AIM OF THE TASK: Make an exact copy of all the data.

RECORDS FOR THIS EXERCISE:
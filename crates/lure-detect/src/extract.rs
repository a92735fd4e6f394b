// SPDX-FileCopyrightText: 2026 Lure Contributors
// SPDX-License-Identifier: MIT OR Apache-2.0

//! Entity extraction: typed artifacts pulled out of free text.
//!
//! Extraction is a pure function of its input. Malformed input never
//! raises; it simply yields empty sets.

use lure_core::types::ExtractedArtifacts;

use crate::patterns::{
    BANK_ACCOUNT_RE, EMAIL_RE, NATIONAL_ID_RE, PAYMENT_HANDLE_RE, PHONE_RE,
    PREFIXED_MOBILE_RE, SAFE_PHONE_PREFIXES, SAFE_URL_DOMAINS, TAX_ID_RE, URL_RE,
};

/// Stateless extractor over the built-in entity patterns.
#[derive(Debug, Clone, Copy, Default)]
pub struct EntityExtractor;

impl EntityExtractor {
    pub fn new() -> Self {
        Self
    }

    /// Extract every artifact category from `text`.
    pub fn extract(&self, text: &str) -> ExtractedArtifacts {
        let mut artifacts = ExtractedArtifacts::default();

        for m in URL_RE.find_iter(text) {
            let lower = m.as_str().to_lowercase();
            if SAFE_URL_DOMAINS.iter().any(|d| lower.contains(d)) {
                continue;
            }
            let url = if lower.starts_with("http://") || lower.starts_with("https://") {
                m.as_str().to_string()
            } else {
                format!("http://{}", m.as_str())
            };
            artifacts.urls.insert(url);
        }

        for m in PAYMENT_HANDLE_RE.find_iter(text) {
            let handle = m.as_str().to_lowercase();
            if handle.len() >= 5 {
                artifacts.payment_handles.insert(handle);
            }
        }

        for m in PHONE_RE.find_iter(text) {
            if let Some(phone) = normalize_phone(m.as_str()) {
                artifacts.phone_numbers.insert(phone);
            }
        }

        // Bank-account spans are collected so national-ID candidates nested
        // inside a longer digit group are not double-counted.
        let mut account_spans: Vec<(usize, usize)> = Vec::new();
        for m in BANK_ACCOUNT_RE.find_iter(text) {
            account_spans.push((m.start(), m.end()));
            let digits: String = m.as_str().chars().filter(char::is_ascii_digit).collect();
            artifacts.bank_accounts.insert(digits);
        }

        for m in TAX_ID_RE.find_iter(text) {
            artifacts.tax_ids.insert(m.as_str().to_string());
        }

        for m in NATIONAL_ID_RE.find_iter(text) {
            if account_spans
                .iter()
                .any(|&(start, end)| m.start() >= start && m.end() <= end)
            {
                continue;
            }
            let digits: String = m.as_str().chars().filter(char::is_ascii_digit).collect();
            // A 12-digit candidate that is phone-shaped is a phone number,
            // not a national ID.
            if PREFIXED_MOBILE_RE.is_match(&digits) {
                continue;
            }
            artifacts.national_ids.insert(digits);
        }

        for m in EMAIL_RE.find_iter(text) {
            artifacts.emails.insert(m.as_str().to_lowercase());
        }

        artifacts
    }
}

/// Strip a phone candidate to digits and normalize the country prefix.
///
/// Returns `None` for toll-free numbers and anything shorter than 10
/// digits after cleaning.
pub fn normalize_phone(raw: &str) -> Option<String> {
    let digits: String = raw.chars().filter(char::is_ascii_digit).collect();
    if digits.len() < 10 {
        return None;
    }
    if SAFE_PHONE_PREFIXES.iter().any(|p| digits.starts_with(p)) {
        return None;
    }
    if digits.len() == 10 {
        Some(format!("91{digits}"))
    } else {
        Some(digits)
    }
}
// SPDX-FileCopyrightText: 2026 Lure Contributors
// SPDX-License-Identifier: MIT OR Apache-2.0

//! Fraud detection for the Lure engagement engine.
//!
//! Three pieces: a static [`patterns::PatternLibrary`] of categorized
//! signals and entity formats, a pure [`extract::EntityExtractor`], and
//! the weighted [`score::ConfidenceScorer`]. All are regex-driven; none
//! performs I/O or fails on malformed input.

pub mod extract;
pub mod patterns;
pub mod score;

pub use extract::EntityExtractor;
pub use patterns::{FraudCategory, PatternLibrary};
pub use score::{adapted_threshold, ConfidenceScorer, DEFAULT_THRESHOLD};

ANSWER BELOW:
filename crates/lure-detect/src/extract.rs
repository a92735fd4e6f394b
// SPDX-FileCopyrightText: 2026 Lure Contributors
// SPDX-License-Identifier: MIT OR Apache-2.0

//! Entity extraction: typed artifacts pulled out of free text.
//!
//! Extraction is a pure function of its input. Malformed input never
//! raises; it simply yields empty sets.

use lure_core::types::ExtractedArtifacts;

use crate::patterns::{
    BANK_ACCOUNT_RE, EMAIL_RE, NATIONAL_ID_RE, PAYMENT_HANDLE_RE, PHONE_RE,
    PREFIXED_MOBILE_RE, SAFE_PHONE_PREFIXES, SAFE_URL_DOMAINS, TAX_ID_RE, URL_RE,
};

/// Stateless extractor over the built-in entity patterns.
#[derive(Debug, Clone, Copy, Default)]
pub struct EntityExtractor;

impl EntityExtractor {
    pub fn new() -> Self {
        Self
    }

    /// Extract every artifact category from `text`.
    pub fn extract(&self, text: &str) -> ExtractedArtifacts {
        let mut artifacts = ExtractedArtifacts::default();

        for m in URL_RE.find_iter(text) {
            let lower = m.as_str().to_lowercase();
            if SAFE_URL_DOMAINS.iter().any(|d| lower.contains(d)) {
                continue;
            }
            let url = if lower.starts_with("http://") || lower.starts_with("https://") {
                m.as_str().to_string()
            } else {
                format!("http://{}", m.as_str())
            };
            artifacts.urls.insert(url);
        }

        for m in PAYMENT_HANDLE_RE.find_iter(text) {
            let handle = m.as_str().to_lowercase();
            if handle.len() >= 5 {
                artifacts.payment_handles.insert(handle);
            }
        }

        for m in PHONE_RE.find_iter(text) {
            if let Some(phone) = normalize_phone(m.as_str()) {
                artifacts.phone_numbers.insert(phone);
            }
        }

        // Bank-account spans are collected so national-ID candidates nested
        // inside a longer digit group are not double-counted.
        let mut account_spans: Vec<(usize, usize)> = Vec::new();
        for m in BANK_ACCOUNT_RE.find_iter(text) {
            account_spans.push((m.start(), m.end()));
            let digits: String = m.as_str().chars().filter(char::is_ascii_digit).collect();
            artifacts.bank_accounts.insert(digits);
        }

        for m in TAX_ID_RE.find_iter(text) {
            artifacts.tax_ids.insert(m.as_str().to_string());
        }

        for m in NATIONAL_ID_RE.find_iter(text) {
            if account_spans
                .iter()
                .any(|&(start, end)| m.start() >= start && m.end() <= end)
            {
                continue;
            }
            let digits: String = m.as_str().chars().filter(char::is_ascii_digit).collect();
            // A 12-digit candidate that is phone-shaped is a phone number,
            // not a national ID.
            if PREFIXED_MOBILE_RE.is_match(&digits) {
                continue;
            }
            artifacts.national_ids.insert(digits);
        }

        for m in EMAIL_RE.find_iter(text) {
            artifacts.emails.insert(m.as_str().to_lowercase());
        }

        artifacts
    }
}

/// Strip a phone candidate to digits and normalize the country prefix.
///
/// Returns `None` for toll-free numbers and anything shorter than 10
/// digits after cleaning.
pub fn normalize_phone(raw: &str) -> Option<String> {
    let digits: String = raw.chars().filter(char::is_ascii_digit).collect();
    if digits.len() < 10 {
        return None;
    }
    if SAFE_PHONE_PREFIXES.iter().any(|p| digits.starts_with(p)) {
        return None;
    }
    if digits.len() == 10 {
        Some(format!("91{digits}"))
    } else {
        Some(digits)
    }
}
// SPDX-FileCopyrightText: 2026 Lure Contributors
// SPDX-License-Identifier: MIT OR Apache-2.0

//! Fraud detection for the Lure engagement engine.
//!
//! Three pieces: a static [`patterns::PatternLibrary`] of categorized
//! signals and entity formats, a pure [`extract::EntityExtractor`], and
//! the weighted [`score::ConfidenceScorer`]. All are regex-driven; none
//! performs I/O or fails on malformed input.

pub mod extract;
pub mod patterns;
pub mod score;

pub use extract::EntityExtractor;
pub use patterns::{FraudCategory, PatternLibrary};
pub use score::{adapted_threshold, ConfidenceScorer, DEFAULT_THRESHOLD};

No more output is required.